The output of filter 21 is a signal burst indicated at 23. This signal is rectified in rectifier 24 to produce a signal indicated at 25 and thereafter passes through a low pass filter 26 which produces a pulse-like signal 27 that is applied to threshold circuit 28 having a threshold level indicated by broken line 29 on signal 27. Threshold circuit 28 produces an output pulse 30 on line 31 if signal 27 exceeds the threshold level 29 as indicated; there is no output from this circuit if the threshold is not exceeded.
The above-described filters 20, 21 and 26 and rectifier 24, while essential to the operation of the processor embodying my invention, to do per se constitute part of the invention. The same is true of threshold circuit 28.

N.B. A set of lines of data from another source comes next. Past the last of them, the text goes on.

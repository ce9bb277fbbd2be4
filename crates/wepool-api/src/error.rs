//! API error type and [`axum::response::IntoResponse`] implementation.

use axum::{
  Json,
  http::{HeaderValue, StatusCode, header},
  response::{IntoResponse, Response},
};
use serde_json::json;
use thiserror::Error;
use wepool_core::Error as CoreError;

/// An error returned by an API handler.
#[derive(Debug, Error)]
pub enum ApiError {
  /// Missing, malformed or rejected credentials.
  #[error("unauthorized")]
  Unauthorized,

  #[error("not found: {0}")]
  NotFound(String),

  #[error("internal error: {0}")]
  Internal(String),

  #[error(transparent)]
  Core(#[from] CoreError),
}

impl ApiError {
  fn status(&self) -> StatusCode {
    match self {
      ApiError::Unauthorized => StatusCode::UNAUTHORIZED,
      ApiError::NotFound(_) => StatusCode::NOT_FOUND,
      ApiError::Internal(_) => StatusCode::INTERNAL_SERVER_ERROR,
      ApiError::Core(e) => match e {
        CoreError::Validation(_) => StatusCode::BAD_REQUEST,
        CoreError::Permission(_) => StatusCode::FORBIDDEN,
        CoreError::Conflict(_) => StatusCode::CONFLICT,
        CoreError::MemberNotFound(_)
        | CoreError::AccountNotFound(_)
        | CoreError::NoProfile(_)
        | CoreError::TokenNotFound => StatusCode::NOT_FOUND,
        CoreError::Store(_) => StatusCode::INTERNAL_SERVER_ERROR,
      },
    }
  }
}

impl IntoResponse for ApiError {
  fn into_response(self) -> Response {
    let status = self.status();
    if status.is_server_error() {
      tracing::error!(error = %self, "request failed");
    }

    let mut res = (status, Json(json!({ "error": self.to_string() }))).into_response();
    if status == StatusCode::UNAUTHORIZED {
      res.headers_mut().insert(
        header::WWW_AUTHENTICATE,
        HeaderValue::from_static("Basic realm=\"wepool\""),
      );
    }
    res
  }
}
//! Handlers for the override ledger.
//!
//! | Method   | Path | Notes |
//! |----------|------|-------|
//! | `POST`   | `/members/{id}/overrides` | Body: `{"kind":"qualification","reason":"..."}` |
//! | `DELETE` | `/members/{id}/overrides/{kind}` | `kind` is `qualification` or `admin_promotion` |
//! | `GET`    | `/overrides` | Every member with an active override |

use axum::{
  Json,
  extract::{Path, State},
};
use serde::Deserialize;
use uuid::Uuid;
use wepool_core::{
  ledger::{self, OverrideHistory, OverrideKind, OverrideOutcome},
  store::MemberStore,
};

use crate::{AppState, auth::CurrentActor, error::ApiError};

#[derive(Debug, Deserialize)]
pub struct ApplyBody {
  pub kind:   OverrideKind,
  #[serde(default)]
  pub reason: String,
}

/// `POST /members/{id}/overrides`
pub async fn apply<S>(
  State(state): State<AppState<S>>,
  CurrentActor(actor): CurrentActor,
  Path(id): Path<Uuid>,
  Json(body): Json<ApplyBody>,
) -> Result<Json<OverrideOutcome>, ApiError>
where
  S: MemberStore + Clone + 'static,
{
  let outcome = ledger::apply(&*state.store, &actor, id, body.kind, &body.reason).await?;
  Ok(Json(outcome))
}

/// `DELETE /members/{id}/overrides/{kind}`
pub async fn remove<S>(
  State(state): State<AppState<S>>,
  CurrentActor(actor): CurrentActor,
  Path((id, kind)): Path<(Uuid, OverrideKind)>,
) -> Result<Json<OverrideOutcome>, ApiError>
where
  S: MemberStore + Clone + 'static,
{
  Ok(Json(ledger::remove(&*state.store, &actor, id, kind).await?))
}

/// `GET /overrides`
pub async fn history<S>(
  State(state): State<AppState<S>>,
  CurrentActor(actor): CurrentActor,
) -> Result<Json<OverrideHistory>, ApiError>
where
  S: MemberStore + Clone + 'static,
{
  Ok(Json(ledger::history(&*state.store, &actor).await?))
}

The output of the threshold circuit on line 31 passes to a brust width discriminator circuit 33 which produces an output signal 34 if the width or duration of the signal exceeds a predetermined minimum, for example t1. Thus circuit 33 blocks pulse having width less than t1. Each raindrop in a normal or heavy rainfall causes a short pulse of less than 10 ms. when it impacts on the fence very near the cable or on the cable directly. The threshold circuit 28 normally eliminates raindrop pulses occurring successively because of their below-threshold amplitude but several raindrops impacting simultaneously can and do produce signals which exceed the threshold. However, I have determined that the raindrop pulse width generally does not exceed 10 ms. even if the pulse signal results from more than one raindrop impacting simultaneously and accordingly burst width discriminator 33 having a minimum width threshold of 10 ms. effectively screens the raindrop-caused signals as well as the class of spurious signals such as random noise spikes and the like.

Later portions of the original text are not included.